• **The data**
<<<<

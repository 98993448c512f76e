use crate::config::BackendConfig;
use crate::error::BackendError;
use log::{debug, warn};
use std::future::Future;
use std::time::Duration;

/// Bounded retry with exponential backoff for upstream calls
///
/// Every attempt is capped by `call_timeout`. Only transient failures
/// (unavailable, timed out) are retried; not-found, access-denied and API
/// errors return immediately.
#[derive(Debug, Clone, PartialEq, Eq)]
pub struct RetryPolicy {
    /// Total attempts, including the first
    pub max_attempts: u32,
    /// Delay before the first retry
    pub base_delay: Duration,
    pub call_timeout: Duration,
}

impl Default for RetryPolicy {
    fn default() -> Self {
        Self::from_config(&BackendConfig::default())
    }
}

impl RetryPolicy {
    pub fn new(max_attempts: u32, base_delay: Duration, call_timeout: Duration) -> Self {
        Self {
            max_attempts: max_attempts.max(1),
            base_delay,
            call_timeout,
        }
    }

    pub fn from_config(config: &BackendConfig) -> Self {
        Self::new(
            config.max_attempts,
            config.retry_base_delay(),
            config.timeout(),
        )
    }

    /// Same timeout, no retries
    pub fn single_attempt(&self) -> Self {
        Self {
            max_attempts: 1,
            ..self.clone()
        }
    }

    /// Backoff before retry number `attempt` (1-based)
    pub fn delay_for(&self, attempt: u32) -> Duration {
        self.base_delay
            .saturating_mul(2_u32.saturating_pow(attempt.saturating_sub(1)))
    }

    /// Run `call` until it succeeds, fails permanently, or attempts run out
    ///
    /// # Arguments
    /// * `operation` - Name used in log lines
    /// * `call` - Produces a fresh future for every attempt
    pub async fn run<T, F, Fut>(&self, operation: &str, mut call: F) -> Result<T, BackendError>
    where
        F: FnMut() -> Fut,
        Fut: Future<Output = Result<T, BackendError>>,
    {
        let mut attempt = 1;
        loop {
            debug!("{}: attempt {}/{}", operation, attempt, self.max_attempts);

            let outcome = match tokio::time::timeout(self.call_timeout, call()).await {
                Ok(result) => result,
                Err(_) => Err(BackendError::Timeout(self.call_timeout)),
            };

            match outcome {
                Ok(value) => return Ok(value),
                Err(e) if e.is_transient() && attempt < self.max_attempts => {
                    let delay = self.delay_for(attempt);
                    warn!(
                        "{} failed (attempt {}/{}): {}, retrying in {:?}",
                        operation, attempt, self.max_attempts, e, delay
                    );
                    tokio::time::sleep(delay).await;
                    attempt += 1;
                }
                Err(e) => {
                    debug!("{} failed: {}", operation, e);
                    return Err(e);
                }
            }
        }
    }
}
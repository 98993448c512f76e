/// Default maximum number of characters kept from a log message
pub const DEFAULT_MAX_MESSAGE_LENGTH: usize = 1000;

const TRUNCATION_MARKER: &str = "... (truncated)";
const EMPTY_MESSAGE: &str = "No log content available";

/// Prepare a raw log message for display
///
/// Keeps at most `max_length` characters (counted as chars, never splitting a
/// UTF-8 sequence), appends a truncation marker when anything was cut, then
/// escapes HTML metacharacters.
pub fn sanitize_log_message(content: &str, max_length: usize) -> String {
    if content.is_empty() {
        return EMPTY_MESSAGE.to_string();
    }

    let truncated = match content.char_indices().nth(max_length) {
        Some((cut, _)) => format!("{}{}", &content[..cut], TRUNCATION_MARKER),
        None => content.to_string(),
    };

    escape_html(&truncated)
}

/// Escape the characters that are significant in HTML text and attributes
fn escape_html(text: &str) -> String {
    let mut escaped = String::with_capacity(text.len());
    for ch in text.chars() {
        match ch {
            '&' => escaped.push_str("&amp;"),
            '<' => escaped.push_str("&lt;"),
            '>' => escaped.push_str("&gt;"),
            '"' => escaped.push_str("&quot;"),
            '\'' => escaped.push_str("&#x27;"),
            _ => escaped.push(ch),
        }
    }
    escaped
}

/// Render a byte count with a binary unit suffix, e.g. `1.50 KB`
pub fn format_bytes(bytes: u64) -> String {
    const UNITS: [&str; 5] = ["B", "KB", "MB", "GB", "TB"];

    let mut value = bytes as f64;
    for unit in UNITS {
        if value < 1024.0 {
            return format!("{:.2} {}", value, unit);
        }
        value /= 1024.0;
    }
    format!("{:.2} PB", value)
}
use std::time::Duration;
use thiserror::Error;

/// Errors reported by a telemetry backend
///
/// These are the upstream categories every backend implementation must map its
/// failures onto. Providers translate them into [`ProviderError`] or, where an
/// operation documents it, into a normal empty/`None` result.
#[derive(Error, Debug, Clone, PartialEq)]
pub enum BackendError {
    #[error("Resource not found: {0}")]
    NotFound(String),

    #[error("Access denied: {0}")]
    AccessDenied(String),

    #[error("Backend unavailable: {0}")]
    Unavailable(String),

    #[error("Request timed out after {0:?}")]
    Timeout(Duration),

    #[error("API error {code}: {message}")]
    Api { code: String, message: String },

    #[error("Invalid response format: {0}")]
    InvalidResponse(String),

    #[error("Invalid backend endpoint: {0}")]
    InvalidEndpoint(String),
}

impl BackendError {
    /// Whether retrying the same call could plausibly succeed
    pub fn is_transient(&self) -> bool {
        matches!(self, BackendError::Unavailable(_) | BackendError::Timeout(_))
    }

    pub fn is_not_found(&self) -> bool {
        matches!(self, BackendError::NotFound(_))
    }
}

impl From<reqwest::Error> for BackendError {
    fn from(err: reqwest::Error) -> Self {
        if err.is_timeout() {
            BackendError::Unavailable(format!("request timed out: {}", err))
        } else if err.is_decode() {
            BackendError::InvalidResponse(err.to_string())
        } else {
            BackendError::Unavailable(err.to_string())
        }
    }
}

/// Errors surfaced to callers of the providers
#[derive(Error, Debug, Clone, PartialEq)]
pub enum ProviderError {
    #[error("Insufficient permissions: {0}")]
    AuthorizationDenied(String),

    #[error("Telemetry backend unreachable: {0}")]
    UpstreamUnavailable(String),

    #[error("Upstream error: {0}")]
    Upstream(String),
}

impl From<BackendError> for ProviderError {
    fn from(err: BackendError) -> Self {
        match err {
            BackendError::AccessDenied(msg) => ProviderError::AuthorizationDenied(msg),
            BackendError::Unavailable(_) | BackendError::Timeout(_) => {
                ProviderError::UpstreamUnavailable(err.to_string())
            }
            other => ProviderError::Upstream(other.to_string()),
        }
    }
}

/// Errors that can occur during configuration loading
#[derive(Error, Debug)]
pub enum ConfigError {
    #[error("Failed to read config file: {0}")]
    ReadError(String),

    #[error("Invalid configuration value: {0}")]
    ValidationError(String),

    #[error("TOML parse error: {0}")]
    TomlError(#[from] toml::de::Error),
}
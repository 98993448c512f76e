use crate::model::{MetricPoint, MetricSeries};
use crate::normalize::{TimeWindow, METRIC_PERIOD_SECONDS, UNIT_BYTES, UNIT_PERCENT};
use chrono::Duration;
use rand::rngs::StdRng;
use rand::{Rng, SeedableRng};
use std::sync::Mutex;

/// Shape of a synthetic series
#[derive(Debug, Clone, Copy, PartialEq, Eq)]
pub enum MetricFamily {
    /// Additive jitter around a percentage, clamped to [0, 100]
    Cpu,
    /// Multiplicative jitter around a byte rate
    Network,
    /// Multiplicative jitter around a byte rate, narrower max/min spread
    Disk,
}

impl MetricFamily {
    fn unit(&self) -> &'static str {
        match self {
            MetricFamily::Cpu => UNIT_PERCENT,
            MetricFamily::Network | MetricFamily::Disk => UNIT_BYTES,
        }
    }

    /// (maximum, minimum) multipliers applied to the average
    fn spread(&self) -> (f64, f64) {
        match self {
            MetricFamily::Cpu | MetricFamily::Disk => (1.2, 0.8),
            MetricFamily::Network => (1.3, 0.7),
        }
    }
}

/// Generates plausible metric series for offline mode
///
/// Each series has one point per 5-minute bucket of the window, ascending.
/// With a seed the jitter sequence is reproducible.
pub struct Synthesizer {
    rng: Mutex<StdRng>,
}

impl Synthesizer {
    pub fn new(seed: Option<u64>) -> Self {
        let rng = match seed {
            Some(seed) => StdRng::seed_from_u64(seed),
            None => StdRng::from_entropy(),
        };
        Self {
            rng: Mutex::new(rng),
        }
    }

    /// Synthesize a series of `window.bucket_count()` points around `baseline`
    ///
    /// # Arguments
    /// * `family` - Jitter shape and unit
    /// * `baseline` - Center value; zero yields an all-zero series
    /// * `window` - Points walk backward from `window.end` in 5-minute steps
    pub fn series(&self, family: MetricFamily, baseline: f64, window: &TimeWindow) -> MetricSeries {
        let mut rng = self
            .rng
            .lock()
            .unwrap_or_else(|poisoned| poisoned.into_inner());
        let (max_factor, min_factor) = family.spread();

        let mut points: MetricSeries = (0..window.bucket_count())
            .map(|bucket| {
                let timestamp = window
                    .end
                    .checked_sub_signed(Duration::seconds(METRIC_PERIOD_SECONDS * bucket as i64))
                    .unwrap_or(window.start);
                let (average, maximum, minimum) = if baseline == 0.0 {
                    (0.0, 0.0, 0.0)
                } else {
                    let average = match family {
                        MetricFamily::Cpu => {
                            (baseline + rng.gen_range(-10.0..15.0)).clamp(0.0, 100.0)
                        }
                        MetricFamily::Network | MetricFamily::Disk => {
                            baseline * rng.gen_range(0.5..1.5)
                        }
                    };
                    let maximum = match family {
                        MetricFamily::Cpu => (average * max_factor).min(100.0),
                        _ => average * max_factor,
                    };
                    (average, maximum, average * min_factor)
                };

                MetricPoint {
                    timestamp,
                    average,
                    maximum,
                    minimum,
                    unit: family.unit().to_string(),
                }
            })
            .collect();

        points.reverse();
        points
    }
}
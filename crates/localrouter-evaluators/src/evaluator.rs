//! The evaluator contract and the config-driven factory.

use crate::builtin::BuiltinLengthEvaluator;
use crate::llm_api::LlmApiEvaluator;
use crate::llm_logprob::LlmLogprobEvaluator;
use async_trait::async_trait;
use localrouter_config::EvaluatorConfig;
use localrouter_core::{ChatMessage, GatewayResult};
use std::sync::Arc;
use tracing::warn;

/// A single dimension's score.
#[derive(Debug, Clone, PartialEq)]
pub struct EvaluationResult {
    /// The dimension name, equal to the evaluator's name.
    pub dimension: String,
    /// The score: `{0.0, 1.0}` for hard classifiers, `[0.0, 1.0]` for
    /// logprob-based evaluators.
    pub score: f64,
}

/// An intent detection evaluator scoring one dimension of a conversation.
#[async_trait]
pub trait Evaluator: Send + Sync {
    /// Unique identifier; the key of this dimension in the intent vector.
    fn name(&self) -> &str;

    /// How many messages before the last are included as history context.
    fn history_rounds(&self) -> usize;

    /// Score the conversation. Implementations must honor cancellation by
    /// the caller dropping the future; the pool additionally bounds each
    /// call with the global deadline.
    async fn evaluate(&self, messages: &[ChatMessage]) -> GatewayResult<EvaluationResult>;
}

/// Build evaluators from configuration.
///
/// Unknown `type` tags and construction failures (bad prompt template, bad
/// endpoint) are logged and dropped; routing continues with the evaluators
/// that did construct.
pub fn build_evaluators(configs: &[EvaluatorConfig]) -> Vec<Arc<dyn Evaluator>> {
    let mut evaluators: Vec<Arc<dyn Evaluator>> = Vec::with_capacity(configs.len());
    for config in configs {
        match config.kind.as_str() {
            "builtin" => {
                evaluators.push(Arc::new(BuiltinLengthEvaluator::new(config)));
            }
            "llm_api" => match LlmApiEvaluator::new(config) {
                Ok(evaluator) => evaluators.push(Arc::new(evaluator)),
                Err(e) => {
                    warn!(evaluator = %config.name, error = %e, "failed to init LLM API evaluator");
                }
            },
            "llm_logprob_api" => match LlmLogprobEvaluator::new(config) {
                Ok(evaluator) => evaluators.push(Arc::new(evaluator)),
                Err(e) => {
                    warn!(evaluator = %config.name, error = %e, "failed to init LLM logprob evaluator");
                }
            },
            other => {
                warn!(evaluator = %config.name, kind = %other, "unknown evaluator type, skipping");
            }
        }
    }
    evaluators
}

/// Extract the first decimal digit of the trimmed content as a score.
///
/// This is how hard classifier outputs (`"0"`, `"1\n"`, `"Answer: 1"`) are
/// turned into numbers; anything without a digit is an error.
pub(crate) fn parse_digit_score(content: &str) -> GatewayResult<f64> {
    let trimmed = content.trim();
    trimmed
        .chars()
        .find_map(|c| c.to_digit(10))
        .map(f64::from)
        .ok_or_else(|| {
            localrouter_core::GatewayError::evaluation(format!(
                "no decimal digit in evaluator output {trimmed:?}"
            ))
        })
}
//! Client-facing non-streaming response types.

use crate::request::ChatMessage;
use serde::{Deserialize, Serialize};
use serde_json::{Map, Value};

/// An OpenAI-shaped chat completion response.
#[derive(Debug, Clone, Default, Serialize, Deserialize)]
pub struct ChatResponse {
    /// Completion identifier.
    #[serde(default)]
    pub id: String,
    /// Object type, `chat.completion`.
    #[serde(default)]
    pub object: String,
    /// Unix timestamp of creation.
    #[serde(default)]
    pub created: i64,
    /// Model that produced the completion.
    #[serde(default)]
    pub model: String,
    /// Completion choices.
    #[serde(default)]
    pub choices: Vec<Choice>,
    /// Token accounting.
    #[serde(default)]
    pub usage: Usage,
    /// Uninterpreted passthrough fields (`system_fingerprint`, ...).
    #[serde(flatten)]
    pub extra: Map<String, Value>,
}

/// One completion choice.
#[derive(Debug, Clone, Serialize, Deserialize)]
pub struct Choice {
    /// Index of the choice.
    #[serde(default)]
    pub index: u32,
    /// The generated assistant message.
    pub message: ChatMessage,
    /// Why generation stopped (`stop`, `length`, ...).
    #[serde(default)]
    pub finish_reason: String,
    /// Uninterpreted passthrough fields (`logprobs`, ...).
    #[serde(flatten)]
    pub extra: Map<String, Value>,
}

/// Token usage accounting.
#[derive(Debug, Clone, Default, PartialEq, Eq, Serialize, Deserialize)]
pub struct Usage {
    /// Tokens consumed by the prompt.
    #[serde(default)]
    pub prompt_tokens: u32,
    /// Tokens generated in the completion.
    #[serde(default)]
    pub completion_tokens: u32,
    /// Sum of prompt and completion tokens.
    #[serde(default)]
    pub total_tokens: u32,
    /// Uninterpreted passthrough fields (`prompt_tokens_details`, ...).
    #[serde(flatten)]
    pub extra: Map<String, Value>,
}

#[cfg(test)]
mod tests {
    use super::*;

    #[test]
    fn decodes_openai_response() {
        let raw = r#"{
            "id": "chatcmpl-1",
            "object": "chat.completion",
            "created": 1719000000,
            "model": "gpt-5",
            "choices": [{
                "index": 0,
                "message": {"role": "assistant", "content": "hello"},
                "finish_reason": "stop"
            }],
            "usage": {"prompt_tokens": 3, "completion_tokens": 2, "total_tokens": 5}
        }"#;
        let resp: ChatResponse = serde_json::from_str(raw).unwrap();
        assert_eq!(resp.choices[0].message.content, "hello");
        assert_eq!(resp.choices[0].finish_reason, "stop");
        assert_eq!(resp.usage.total_tokens, 5);
    }

    #[test]
    fn tolerates_missing_usage() {
        let raw = r#"{"id":"x","object":"chat.completion","created":0,"model":"m","choices":[]}"#;
        let resp: ChatResponse = serde_json::from_str(raw).unwrap();
        assert_eq!(resp.usage, Usage::default());
    }
}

>>>>

• **How to complete this task**
Whenever the word "accounting" shows up in a line of the entries, copy that line.

• **Response for this exercise**
    /// Token accounting.
/// Token usage accounting.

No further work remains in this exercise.